* Task
Go over the lines below, and when one contains the word "ExecutionContext", copy it.
"""
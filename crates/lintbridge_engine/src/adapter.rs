//! Entry point for talking to one engine release.

use std::path::Path;
use std::sync::Arc;
use std::sync::atomic::{AtomicU64, Ordering};

use lintbridge_config::RuleConfig;
use lintbridge_text::TextBuffer;
use tracing::{debug, info, warn};

use crate::api::{CallError, EngineApi, ReleaseFamily, select_api};
use crate::collector::{AuditListener, DiagnosticCollector, replay};
use crate::handle::{CheckerSettings, EngineHandle};
use crate::peruse::{ConfigurationModule, peruse};
use crate::problem::{ProblemResolver, ScanOptions, ScanResults};
use crate::runtime::{EngineRuntime, ExecutionContext};
use crate::taxonomy::FaultTaxonomy;
use crate::BridgeError;

static NEXT_ADAPTER_ID: AtomicU64 = AtomicU64::new(1);

/// Drives one loaded engine release.
///
/// The release family is detected once, when the adapter is created. Every
/// handle remembers the adapter that made it and is rejected by any other.
pub struct EngineAdapter {
    id: u64,
    runtime: Arc<dyn EngineRuntime>,
    api: Box<dyn EngineApi>,
    taxonomy: FaultTaxonomy,
}

impl EngineAdapter {
    /// Creates an adapter for `runtime`.
    pub fn new(runtime: Arc<dyn EngineRuntime>) -> Result<Self, BridgeError> {
        let api = select_api(runtime.as_ref()).ok_or_else(|| {
            BridgeError::internal(format!(
                "Engine {} exports no supported configuration API",
                runtime.version()
            ))
        })?;

        let id = NEXT_ADAPTER_ID.fetch_add(1, Ordering::Relaxed);
        info!(
            "Engine adapter {} ready for version {} ({:?})",
            id,
            runtime.version(),
            api.family()
        );

        Ok(Self {
            id,
            runtime,
            api,
            taxonomy: FaultTaxonomy::default(),
        })
    }

    /// Replaces the fault classification rules.
    pub fn with_taxonomy(mut self, taxonomy: FaultTaxonomy) -> Self {
        self.taxonomy = taxonomy;
        self
    }

    pub fn version(&self) -> &str {
        self.runtime.version()
    }

    pub fn family(&self) -> ReleaseFamily {
        self.api.family()
    }

    fn call_error(&self, error: CallError) -> BridgeError {
        match error {
            CallError::Fault(fault) => self.taxonomy.wrap(fault),
            CallError::Codec(message) => {
                BridgeError::internal(format!("Malformed engine payload: {}", message))
            }
        }
    }

    fn check_handle(&self, handle: &EngineHandle) -> Result<(), BridgeError> {
        if handle.adapter_id() != self.id {
            return Err(BridgeError::internal(format!(
                "Checker {} belongs to engine {} and cannot be used with engine {}",
                handle.id(),
                handle.version(),
                self.version()
            )));
        }
        if handle.is_destroyed() {
            return Err(BridgeError::internal(format!(
                "Checker {} has been destroyed",
                handle.id()
            )));
        }
        Ok(())
    }

    /// Creates a configured engine instance for `config`.
    pub fn create_checker(
        &self,
        config: Arc<RuleConfig>,
        context: &ExecutionContext,
        settings: CheckerSettings,
    ) -> Result<EngineHandle, BridgeError> {
        debug!(
            "Creating checker for '{}' on engine {}",
            config.name(),
            self.version()
        );

        let mut instance = self
            .runtime
            .instantiate(context)
            .map_err(|fault| self.taxonomy.wrap(fault))?;
        self.api
            .bind_class_path(instance.as_mut(), context)
            .map_err(|e| self.call_error(e))?;
        self.api
            .configure(instance.as_mut(), &config)
            .map_err(|e| self.call_error(e))?;

        let handle = EngineHandle::new(
            self.id,
            self.version().to_string(),
            config,
            settings,
            instance,
        );
        info!("Created checker {} on engine {}", handle.id(), self.version());
        Ok(handle)
    }

    /// Releases the engine-side resources of `handle`.
    pub fn destroy(&self, handle: &EngineHandle) -> Result<(), BridgeError> {
        self.check_handle(handle)?;

        let mut instance = handle.lock();
        if !handle.mark_destroyed() {
            return Err(BridgeError::internal(format!(
                "Checker {} has been destroyed",
                handle.id()
            )));
        }
        debug!("Destroying checker {}", handle.id());
        self.api
            .destroy(&mut **instance)
            .map_err(|e| self.call_error(e))
    }

    /// Runs the checker over `buffers` and resolves the reported problems.
    ///
    /// Scans against one handle are serialised. The handle's lock is
    /// released before diagnostics are mapped onto the buffers.
    pub fn scan(
        &self,
        handle: &EngineHandle,
        buffers: &[&dyn TextBuffer],
        options: &ScanOptions,
    ) -> Result<ScanResults, BridgeError> {
        self.check_handle(handle)?;
        if buffers.is_empty() {
            return Ok(ScanResults::new());
        }

        let files: Vec<&Path> = buffers.iter().map(|buffer| buffer.path()).collect();
        let events = {
            let mut instance = handle.lock();
            if handle.is_destroyed() {
                return Err(BridgeError::internal(format!(
                    "Checker {} has been destroyed",
                    handle.id()
                )));
            }
            self.api
                .process(&mut **instance, &files)
                .map_err(|e| self.call_error(e))?
        };
        debug!(
            "Checker {} reported {} audit events for {} files",
            handle.id(),
            events.len(),
            files.len()
        );

        let resolver = ProblemResolver::new(buffers, handle.tab_width(), handle.base_dir(), options);
        let mut results = ScanResults::new();
        {
            let mut collector =
                DiagnosticCollector::new(|diagnostics| results = resolver.resolve(diagnostics));
            if !replay(events, &mut collector) {
                warn!("Engine did not report the end of the audit");
                collector.audit_finished();
            }
        }
        Ok(results)
    }

    /// Walks `config` in pre-order.
    pub fn peruse(&self, config: &RuleConfig, visitor: &mut dyn FnMut(&ConfigurationModule)) {
        peruse(config, visitor);
    }
}

impl std::fmt::Debug for EngineAdapter {
    fn fmt(&self, f: &mut std::fmt::Formatter<'_>) -> std::fmt::Result {
        f.debug_struct("EngineAdapter")
            .field("id", &self.id)
            .field("version", &self.version())
            .field("family", &self.family())
            .finish()
    }
}
//! MessagePack payloads exchanged with engine exports.

use serde::de::DeserializeOwned;
use serde::{Deserialize, Serialize};

/// Input of the `process` export.
#[derive(Debug, Clone, PartialEq, Eq, Serialize, Deserialize)]
pub struct ProcessRequest {
    /// Absolute paths of the files to check.
    pub files: Vec<String>,
}

/// Input of the class path binding export.
#[derive(Debug, Clone, PartialEq, Eq, Serialize, Deserialize)]
pub struct ClassPathRequest {
    pub class_path: Vec<String>,
}

/// Encodes a payload with named fields.
pub fn encode<T: Serialize>(value: &T) -> Result<Vec<u8>, String> {
    rmp_serde::to_vec_named(value).map_err(|e| e.to_string())
}

/// Decodes a payload.
pub fn decode<T: DeserializeOwned>(bytes: &[u8]) -> Result<T, String> {
    rmp_serde::from_slice(bytes).map_err(|e| e.to_string())
}
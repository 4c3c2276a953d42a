//! Exceptions raised inside the engine, as data.

use std::fmt;

use serde::{Deserialize, Serialize};

/// An exception reported by the engine, with its cause chain.
#[derive(Debug, Clone, PartialEq, Eq, Serialize, Deserialize)]
pub struct EngineFault {
    /// Fully qualified exception class.
    pub class: String,

    /// Exception message, if any.
    #[serde(default)]
    pub message: String,

    /// Superclasses of `class`, nearest first.
    #[serde(default, skip_serializing_if = "Vec::is_empty")]
    pub ancestors: Vec<String>,

    /// Underlying cause.
    #[serde(default, skip_serializing_if = "Option::is_none")]
    pub cause: Option<Box<EngineFault>>,
}

impl EngineFault {
    /// Creates a fault without a cause.
    pub fn new(class: impl Into<String>, message: impl Into<String>) -> Self {
        Self {
            class: class.into(),
            message: message.into(),
            ancestors: Vec::new(),
            cause: None,
        }
    }

    /// Sets the superclasses of this fault's class.
    pub fn with_ancestors<I, S>(mut self, ancestors: I) -> Self
    where
        I: IntoIterator<Item = S>,
        S: Into<String>,
    {
        self.ancestors = ancestors.into_iter().map(Into::into).collect();
        self
    }

    /// Sets the cause.
    pub fn caused_by(mut self, cause: EngineFault) -> Self {
        self.cause = Some(Box::new(cause));
        self
    }

    /// Returns the cause, if any.
    pub fn cause(&self) -> Option<&EngineFault> {
        self.cause.as_deref()
    }

    /// True if this fault is of `class` or one of its subclasses.
    pub fn is_a(&self, class: &str) -> bool {
        self.class == class || self.ancestors.iter().any(|a| a == class)
    }

    /// Iterates over this fault and its causes, outermost first.
    pub fn chain(&self) -> impl Iterator<Item = &EngineFault> {
        std::iter::successors(Some(self), |fault| fault.cause())
    }
}

impl fmt::Display for EngineFault {
    fn fmt(&self, f: &mut fmt::Formatter<'_>) -> fmt::Result {
        if self.message.is_empty() {
            f.write_str(&self.class)
        } else {
            write!(f, "{}: {}", self.class, self.message)
        }
    }
}

impl std::error::Error for EngineFault {
    fn source(&self) -> Option<&(dyn std::error::Error + 'static)> {
        self.cause
            .as_deref()
            .map(|cause| cause as &(dyn std::error::Error + 'static))
    }
}
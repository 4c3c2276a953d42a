//! Engine runtime abstraction.
//!
//! This module provides the `EngineRuntime` trait which abstracts
//! how an engine release is loaded and instantiated, so the bridge can be
//! driven by the Extism backend in production and by scripted fakes in
//! tests.

use std::path::PathBuf;

use crate::EngineFault;

/// Class name used for faults raised by the runtime itself rather than by
/// the engine.
pub const RUNTIME_FAULT: &str = "lintbridge.RuntimeFault";

/// Execution context of the code under analysis.
#[derive(Debug, Clone, Default, PartialEq, Eq, Hash)]
pub struct ExecutionContext {
    /// Directories the engine loads compiled rule classes and resources
    /// from.
    pub class_path: Vec<PathBuf>,
}

impl ExecutionContext {
    /// Creates a context with the given class path.
    pub fn new(class_path: Vec<PathBuf>) -> Self {
        Self { class_path }
    }

    /// Class path entries as strings.
    pub fn class_path_strings(&self) -> Vec<String> {
        self.class_path
            .iter()
            .map(|p| p.to_string_lossy().into_owned())
            .collect()
    }
}

/// One loaded engine release.
pub trait EngineRuntime: Send + Sync {
    /// Version identifier of the release.
    fn version(&self) -> &str;

    /// Checks whether the release exports `name`.
    fn has_export(&self, name: &str) -> bool;

    /// Creates a fresh engine instance bound to `context`.
    fn instantiate(&self, context: &ExecutionContext) -> Result<Box<dyn EngineInstance>, EngineFault>;
}

/// A live engine instance. Instances are not reentrant.
pub trait EngineInstance: Send {
    /// Calls an export with a raw payload.
    fn call(&mut self, export: &str, input: &[u8]) -> Result<Vec<u8>, EngineFault>;
}
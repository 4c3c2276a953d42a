//! Output formatting module

mod json;
mod text;

use lintbridge_engine::{ScanResults, Severity};
use miette::Result;

use crate::cli::OutputFormat;

/// Prints the results; returns whether any error-level problem was found.
pub fn output_results(results: &ScanResults, files: usize, format: OutputFormat) -> Result<bool> {
    let has_errors = results
        .values()
        .flatten()
        .any(|problem| problem.severity == Severity::Error);

    match format {
        OutputFormat::Json => json::output_json(results)?,
        OutputFormat::Text => text::output_text(results, files),
    }

    Ok(has_errors)
}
"""
* Answer space
use crate::runtime::{EngineRuntime, ExecutionContext};
        context: &ExecutionContext,
pub struct ExecutionContext {
impl ExecutionContext {
    fn instantiate(&self, context: &ExecutionContext) -> Result<Box<dyn EngineInstance>, EngineFault>;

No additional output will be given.